Inventive Principle:
Principle #25Self-service

Solution Approach 2:

The patent makes the existing camera and image processing system multi-functional by using it for both initial decoding and continuous tracking through correlation filters. This universal approach allows the same hardware to perform multiple functions (decoding and tracking) without requiring additional specialized sensors, reducing device complexity while maintaining precision.

Inventive Principle:
Principle #6Universality (Multi-functionality)

4Measurement precision

If full decoding is performed continuously, then code identification accuracy is improved, but computational resources are depleted

Engineering Contradiction:
Improvecode identification accuracyVSAvoidcomputational power
Core Design Contradiction:
Measurement precisionVSPower

Solution Approach 1:

The patent implements periodic full decoding at key frames (initial and subsequent frames) while using computationally efficient correlation filters for tracking in intermediate frames. This periodic approach maintains code identification accuracy by periodically updating code identities while conserving computational power by avoiding continuous full decoding operations.

Inventive Principle:
Principle #19Periodic action

Solution Approach 2:

The patent performs preliminary decoding at key frames to establish code identities, then uses correlation filters for tracking in intermediate frames.

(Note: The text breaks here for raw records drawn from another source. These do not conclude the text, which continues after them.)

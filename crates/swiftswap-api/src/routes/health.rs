//! Health check endpoint

use axum::Json;

use crate::dto::HealthResponse;

/// GET /health - Check API health
pub async fn health_check() -> Json<HealthResponse> {
    Json(HealthResponse::default())
}
//! Transaction tracking routes

use axum::{
    extract::{Path, State},
    http::StatusCode,
    routing::{get, post},
    Json, Router,
};
use uuid::Uuid;

use super::ApiResult;
use crate::dto::{ApiError, PruneResponse, TxDto, TxListResponse};
use crate::AppState;

/// Create transaction routes
pub fn router() -> Router<AppState> {
    Router::new()
        .route("/tx", get(list_transactions))
        .route("/tx/prune", post(prune_transactions))
        .route("/tx/:id", get(get_transaction))
}

/// GET /tx - Every tracked transaction, oldest first
async fn list_transactions(State(state): State<AppState>) -> ApiResult<TxListResponse> {
    let transactions: Vec<TxDto> = state
        .pipeline()
        .executor
        .tracked()
        .await
        .into_iter()
        .map(Into::into)
        .collect();
    let count = transactions.len();
    Ok(Json(TxListResponse {
        transactions,
        count,
    }))
}

/// GET /tx/:id - Current state of one tracked transaction
async fn get_transaction(
    State(state): State<AppState>,
    Path(id): Path<String>,
) -> ApiResult<TxDto> {
    let id = Uuid::parse_str(&id).map_err(|e| {
        (
            StatusCode::BAD_REQUEST,
            Json(ApiError::bad_request(format!("Invalid transaction id: {}", e))),
        )
    })?;

    state
        .pipeline()
        .executor
        .tracked()
        .await
        .into_iter()
        .find(|info| info.id == id)
        .map(|info| Json(info.into()))
        .ok_or_else(|| {
            (
                StatusCode::NOT_FOUND,
                Json(ApiError::not_found(format!("Transaction not found: {}", id))),
            )
        })
}

/// POST /tx/prune - Forget transactions that reached a final state
async fn prune_transactions(State(state): State<AppState>) -> ApiResult<PruneResponse> {
    let removed = state.pipeline().executor.prune_terminal().await;
    if removed > 0 {
        tracing::debug!("Pruned {} finished transactions", removed);
    }
    Ok(Json(PruneResponse { removed }))
}
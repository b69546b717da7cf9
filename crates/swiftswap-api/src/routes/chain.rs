//! Chain status endpoint

use axum::{extract::State, routing::get, Json, Router};

use crate::dto::ChainStatusResponse;
use crate::AppState;

/// Create chain routes
pub fn router() -> Router<AppState> {
    Router::new().route("/status", get(get_status))
}

/// GET /chain/status - Check the RPC endpoint
pub async fn get_status(State(state): State<AppState>) -> Json<ChainStatusResponse> {
    let config = state.config().await;
    let status = state.client().status().await;

    if status.is_online && !status.is_expected_network() {
        tracing::warn!(
            "RPC endpoint reports chain {:?}, deployment expects {}",
            status.chain_id,
            status.expected_chain_id
        );
    }

    Json(ChainStatusResponse {
        connected: status.is_online,
        url: config.rpc.url,
        network: config.network.as_str().to_string(),
        chain_id: status.chain_id,
        expected_chain_id: status.expected_chain_id,
        network_matches: status.is_expected_network(),
        block_number: status.block_number,
    })
}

This preliminary action ensures accurate code identification while reducing computational power consumption by performing the intensive decoding operation only when necessary rather than continuously.

Inventive Principle:
Principle #10Preliminary action

Data Source

PatentUS11886954B2Image analysis for mapping objects in an arrangement
Publication Date: 2024.01.30 SCANDIT AG
  • US11886954B2 patent drawing
  • US11886954B2 patent drawing
  • US11886954B2 patent drawing

AI summary

Image analysis is used to map objects in an arrangement. For example, images of a retail shelf are used to map items for sale on the retail shelf A first vector can used to identify a relative position of a first item on a shelf to a shelving diagram, and a second vector can be used to identify a relative position of a second on the shelf to the shelving diagram, using locations of optical codes (e.g., barcodes). Absolute positions can be calculated. In some configurations, multiple images having different fields of view are matched to an overview image.